# Is it possible...?



## Shayla Fortune (Nov 29, 2012)

I was wondering if it is possible to teach a 'tiel how to talk/whistle when you have other birds that don't talk? I've seen video's on YouTube with people that have birds that talk but am unsure if they slowly built up their flock from one as they learned how to talk. I am asking this question because I have heard that if you have multiple birds you can't teach them to talk or it is much harder and I might want to teach my baby how to talk. Does anyone have experience with this?


----------



## eduardo (Jan 27, 2012)

Cockatiels are not the best talkers, males will talk some though. My male says Who is a pretty bird, whatcha doing, things like that. I also have four budgies and a female tiel, who doesn't talk. So, yes, it is possible - to answer your question.


----------



## Shayla Fortune (Nov 29, 2012)

Ok, I knew they weren't the best talkers, I was more so hoping to teach him/her a tune to whistle.


----------



## Korvia (Aug 3, 2012)

It's possible I have 3 boys who talk, I got them one after the other,when I had birds that didn't talk. it just takes time and they only learn words they like. Cookie says "Whatcha doin?" "Thank you" "pretty bird" "Ow" and "ew"


----------



## eduardo (Jan 27, 2012)

Shayla Fortune said:


> Ok, I knew they weren't the best talkers, I was more so hoping to teach him/her a tune to whistle.
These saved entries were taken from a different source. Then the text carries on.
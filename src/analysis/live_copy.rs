// Copyright 2026 Johann Kempter
//
// Licensed under the Apache License, Version 2.0 (the "License");
// you may not use this file except in compliance with the License.
// You may obtain a copy of the License at
//
//     http://www.apache.org/licenses/LICENSE-2.0
//
// Unless required by applicable law or agreed to in writing, software
// distributed under the License is distributed on an "AS IS" BASIS,
// WITHOUT WARRANTIES OR CONDITIONS OF ANY KIND, either express or implied.
// See the License for the specific language governing permissions and
// limitations under the License.
//
// SPDX-License-Identifier: Apache-2.0

//! Live-copy insertion: the lost-copy repair pass.
//!
//! Out-of-SSA conversion coalesces the versions of each storage location back
//! into one variable. When a phi destination is still live at the point where a
//! loop-carried operand of the same phi redefines the shared slot, coalescing
//! would overwrite the value before its forward uses execute. The repair splits
//! the destination's live range: a copy `fresh = dest` goes in just before the
//! phi block's control transfer, and every use of `dest` dominated by the copy
//! is renamed to `fresh`. The remaining uses of `dest` all precede the copy, so
//! the conflict disappears and a rerun of the pass changes nothing.
//!
//! The pass only inserts; it never deletes or reorders statements and never
//! touches CFG edges, so dominance information stays valid throughout.

use std::collections::HashSet;

use crate::{
    analysis::Liveness,
    cfg::{Cfg, DominatorTree},
    ir::{BlockId, DefSite, Expression, Instruction, Procedure, SsaId, StatementRef},
    Error, Result,
};

/// Change summary of a [`LiveCopyInserter::transform`] run.
#[derive(Debug, Default, Clone, Copy, PartialEq, Eq)]
pub struct TransformStats {
    /// Number of protecting copy statements inserted.
    pub copies_inserted: usize,
    /// Number of identifier uses rewritten to the fresh copies.
    pub uses_renamed: usize,
}

/// The live-copy insertion pass over one procedure.
///
/// The CFG and dominator tree are collaborators computed by the caller; the
/// pass never mutates them.
pub struct LiveCopyInserter<'a> {
    procedure: &'a mut Procedure,
    cfg: &'a Cfg,
    dominators: &'a DominatorTree,
}

impl<'a> LiveCopyInserter<'a> {
    /// Creates the pass over `procedure` with its control flow context.
    pub fn new(
        procedure: &'a mut Procedure,
        cfg: &'a Cfg,
        dominators: &'a DominatorTree,
    ) -> Self {
        Self {
            procedure,
            cfg,
            dominators,
        }
    }

    /// The statement index at which a repair copy may be inserted in `block`.
    ///
    /// Inserting just before the block's trailing control transfer keeps every
    /// identifier defined earlier in the block available to the copy; a block
    /// without a trailing control transfer takes the copy at its end.
    pub fn index_of_inserted_copy(&self, block: BlockId) -> Result<usize> {
        let block_ref = self
            .procedure
            .block(block)
            .ok_or(Error::BlockNotFound(block))?;
        let len = block_ref.len();
        if len > 0
            && block_ref
                .statement(len - 1)
                .is_some_and(|s| s.instruction().is_control_flow())
        {
            Ok(len - 1)
        } else {
            Ok(len)
        }
    }

    /// Whether `id` is live at the copy point of `block`.
    pub fn is_live_at_copy_point(&self, id: SsaId, block: BlockId) -> Result<bool> {
        let index = self.index_of_inserted_copy(block)?;
        Liveness::new(self.procedure, self.cfg).is_live_at(id, block, index)
    }

    /// Whether `id` is live immediately after the statement at `site`.
    pub fn is_live_out(&self, id: SsaId, site: StatementRef) -> Result<bool> {
        Liveness::new(self.procedure, self.cfg).is_live_out(id, site)
    }

    /// Inserts the copy `fresh = old` at `index` in `block` and returns the
    /// freshly allocated identifier.
    ///
    /// The fresh identifier is a compiler-generated temporary named after
    /// `old`'s original variable, its definition recorded at the inserted
    /// statement. Out-of-range indices and unknown identifiers are fatal.
    pub fn insert_assignment_new_id(
        &mut self,
        old: SsaId,
        block: BlockId,
        index: usize,
    ) -> Result<SsaId> {
        let len = self
            .procedure
            .block(block)
            .ok_or(Error::BlockNotFound(block))?
            .len();
        if index > len {
            return Err(Error::StatementIndexOutOfRange { block, index, len });
        }
        let fresh = self.procedure.identifiers_mut().allocate_related(old)?;
        self.procedure.insert(
            block,
            index,
            Instruction::Assign {
                dst: fresh,
                src: Expression::Id(old),
            },
        )?;
        Ok(fresh)
    }

    /// Rewrites every use of `old` strictly dominated by `new`'s definition to
    /// use `new`, returning the number of rewritten operands.
    ///
    /// `new` must be defined by a statement and `old`'s definition must
    /// dominate it; anything else has no provable dominance relation and is
    /// rejected. Phi operand uses are judged at the end of the operand's
    /// predecessor edge. The defining copy itself keeps reading `old`.
    pub fn rename_dominated_identifiers(&mut self, old: SsaId, new: SsaId) -> Result<usize> {
        let table = self.procedure.identifiers();
        let new_def = match table
            .get(new)
            .ok_or(Error::IdentifierNotFound(new))?
            .definition()
        {
            DefSite::Statement(site) => site,
            DefSite::Entry => return Err(Error::NoDominanceRelation { old, new }),
        };
        let old_entry = table.get(old).ok_or(Error::IdentifierNotFound(old))?;
        let old_dominates = match old_entry.definition() {
            DefSite::Entry => true,
            DefSite::Statement(site) => self.site_dominates(site, new_def),
        };
        if !old_dominates {
            return Err(Error::NoDominanceRelation { old, new });
        }

        let sites = old_entry.uses().to_vec();
        let mut seen = HashSet::new();
        let mut renamed = 0;
        for site in sites {
            if !seen.insert(site) || site == new_def {
                continue;
            }
            let statement = self.procedure.statement(site)?;
            if let Some(operands) = statement.instruction().phi_operands() {
                let edges: Vec<BlockId> = operands
                    .iter()
                    .filter(|op| op.value == old && self.edge_dominated(new_def, op.predecessor))
                    .map(|op| op.predecessor)
                    .collect();
                for predecessor in edges {
                    if self
                        .procedure
                        .rename_phi_operand_at(site, old, new, predecessor)?
                    {
                        renamed += 1;
                    }
                }
            } else if self.statement_dominated(new_def, site) {
                renamed += self.procedure.rename_use_at(site, old, new)?;
            }
        }
        Ok(renamed)
    }

    /// Runs the pass to fixpoint: detect each phi destination still live at its
    /// block's copy point while a loop-carried operand redefines the slot,
    /// insert the protecting copy and rename the dominated uses.
    ///
    /// A destination that is not live at the copy point is skipped. Every
    /// repair moves the destination's remaining uses before the copy point, so
    /// no destination triggers twice and the pass is idempotent.
    pub fn transform(&mut self) -> Result<TransformStats> {
        let mut stats = TransformStats::default();
        while let Some((block, dest)) = self.next_candidate()? {
            let index = self.index_of_inserted_copy(block)?;
            let fresh = self.insert_assignment_new_id(dest, block, index)?;
            stats.uses_renamed += self.rename_dominated_identifiers(dest, fresh)?;
            stats.copies_inserted += 1;
        }
        Ok(stats)
    }

    /// Finds the first phi destination in block order that needs a repair.
    ///
    /// Blocks come in procedure order, so loop headers are visited before the
    /// blocks they dominate. An operand is loop-carried when it arrives from a
    /// predecessor the phi's own block dominates.
    fn next_candidate(&self) -> Result<Option<(BlockId, SsaId)>> {
        let liveness = Liveness::new(self.procedure, self.cfg);
        for block in self.procedure.blocks() {
            for statement in block.statements() {
                let instruction = statement.instruction();
                let Some(operands) = instruction.phi_operands() else {
                    continue;
                };
                let Some(dest) = instruction.defined() else {
                    continue;
                };
                let loop_carried = operands.iter().any(|op| {
                    op.value != dest && self.dominators.dominates(block.id(), op.predecessor)
                });
                if !loop_carried {
                    continue;
                }
                let index = self.index_of_inserted_copy(block.id())?;
                if liveness.is_live_at(dest, block.id(), index)? {
                    return Ok(Some((block.id(), dest)));
                }
            }
        }
        Ok(None)
    }

    fn site_dominates(&self, a: StatementRef, b: StatementRef) -> bool {
        if a.block == b.block {
            a.index < b.index
        } else {
            self.dominators.strictly_dominates(a.block, b.block)
        }
    }

    fn statement_dominated(&self, def: StatementRef, site: StatementRef) -> bool {
        if def.block == site.block {
            site.index > def.index
        } else {
            self.dominators.strictly_dominates(def.block, site.block)
        }
    }

    fn edge_dominated(&self, def: StatementRef, predecessor: BlockId) -> bool {
        def.block == predecessor || self.dominators.strictly_dominates(def.block, predecessor)
    }
}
They can be pretty good at whistling! My male learned to whistle some tunes at six or seven months old. Sometimes, I will start whistling the tune he knows and then stop in the middle, and he will continue where I stopped. He can't whistle the entire tune, but even so, it's pretty good.
Females are more quiet and it's rare for them to whistle like that.
Do you know for sure you are getting a boy?


----------



## MeanneyFids (Aug 24, 2010)

i have 4 birds. only one talks. he doesnt whistle well though. hes horrible at picking up tunes. but he is an amazing talker. he learned because he liked talking better. depends on the bird


http://www.youtube.com/watch?v=-Y3juZIWs9E


----------



## roxy culver (May 27, 2010)

If your baby ends up being a girl, you may not even get a whistler. Girl tiels are less likely to whistle (although some do) and talk.


----------



## Shayla Fortune (Nov 29, 2012)

I don't know the gender yet; he/she is still a naked little baby with a bit of fuzz. The breeder is hand raising him/her and their sibling, which is another lutino and is going to give me the most cuddly, people oriented of the two in exchange for my Ringneck Dove pair. If he/she doesn't learn to talk or whistle that's ok too, I am just looking for a companion.


----------



## roxy culver (May 27, 2010)

What are the parents mutations? Lutino is sex-linked so if the mother isn't a lutino, both babies are girls.


----------



## Shayla Fortune (Nov 29, 2012)

Ok, I asked the breeder and have yet to get a reply. I'll let you guys know as soon as I find out.


----------



## Shayla Fortune (Nov 29, 2012)

She said that the mother is a pearled lutino and the father is a regular lutino. I asked her if she's ever had an issue with baldness and haven't got a reply yet.


----------



## roxy culver (May 27, 2010)

Hmm, ok well that wont help on gender as both parents are lutinos lol.


----------



## Shayla Fortune (Nov 29, 2012)

She said that she's never had a problem with baldness. She said that since they aren't both regular lutinos there isn't the issue with possible baldness... is this true?


----------



## roxy culver (May 27, 2010)

No its not...it doesn't matter if they're regular lutinos or not, a lot of lutinos have baldness. Breeders are trying to breed out the bald spot (i.e. breeding a split male to a visual hen verses breeding two visuals together) but its a slow process. Pearl can also cause thinning of the crest so don't be surprised if you get a bald spot. Its not a health issue, just not glamorous.


----------



## Shayla Fortune (Nov 29, 2012)

roxy culver said:


> No its not...it doesn't matter if they're regular lutinos or not, a lot of lutinos have baldness. Breeders are trying to breed out the bald spot (i.e. breeding a split male to a visual hen verses breeding two visuals together) but its a slow process. Pearl can also cause thinning of the crest so don't be surprised if you get a bald spot. Its not a health issue, just not glamorous.


I asked about it, and she sent me pictures of their previous babies and all seems normal. Maybe it's just luck, but I'm hoping my baby won't be bald! Of course I'd still love him/her, but having a full set of feathers is nice.  Will you be able to tell if they are bald right of the back, or does it happen after the baby molt?


----------



## MeanneyFids (Aug 24, 2010)

once they start feathering out you will see if they will have a bald spot or not.


----------



## Shayla Fortune (Nov 29, 2012)

DallyTsuka said:


> once they start feathering out you will see if they will have a bald spot or not.


Ok, good to know.


----------



## MeanneyFids (Aug 24, 2010)

it could be big or it could be small. fingers crossed its small or none for all the babies


----------



## eduardo (Jan 27, 2012)

Shayla, don't worry so much I am sure your baby will be perfect! My Candy is a lutino, and she has a little bald spot, but she is gorgeous to me


----------



## Shayla Fortune (Nov 29, 2012)

I'm sure he of she will be my perfect little baby, but I can't help but fret! :blush:


----------